The task
Please copy out the lines in the entries that contain "Keyed".

===== Raw data =====

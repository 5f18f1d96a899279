//! Entity structs for the seven record families.
//!
//! Each family has a draft struct (the payload the form submits) and a record
//! struct (the draft plus the server-assigned `_id` and `createdAt`). Records
//! implement [`Keyed`] so state containers can merge server responses by
//! identifier equality.

pub mod activity_report;
pub mod daily_inspection;
pub mod maintenance_log;
pub mod maintenance_request;
pub mod monthly_checklist;
pub mod movement_register;
pub mod site_report;
pub mod user;

pub use activity_report::{ActivityReport, ActivityReportDraft, ApprovedBy, TaskItem};
pub use daily_inspection::{DailyInspection, DailyInspectionDraft, InspectionItem};
pub use maintenance_log::{MaintenanceLog, MaintenanceLogDraft};
pub use maintenance_request::{MaintenanceRequest, MaintenanceRequestDraft};
pub use monthly_checklist::{ChecklistItem, MonthlyChecklist, MonthlyChecklistDraft};
pub use movement_register::{MovementRegister, MovementRegisterDraft};
pub use site_report::{SITE_INSPECTION_CATALOG, SiteInspectionItem, SiteReport, SiteReportDraft};
pub use user::{Credentials, OtpVerification, SignUp, User};

/// A record addressable by its server-assigned identifier.
pub trait Keyed {
    fn record_id(&self) -> &str;
}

=====

Written response
//! implement [`Keyed`] so state containers can merge server responses by
pub trait Keyed {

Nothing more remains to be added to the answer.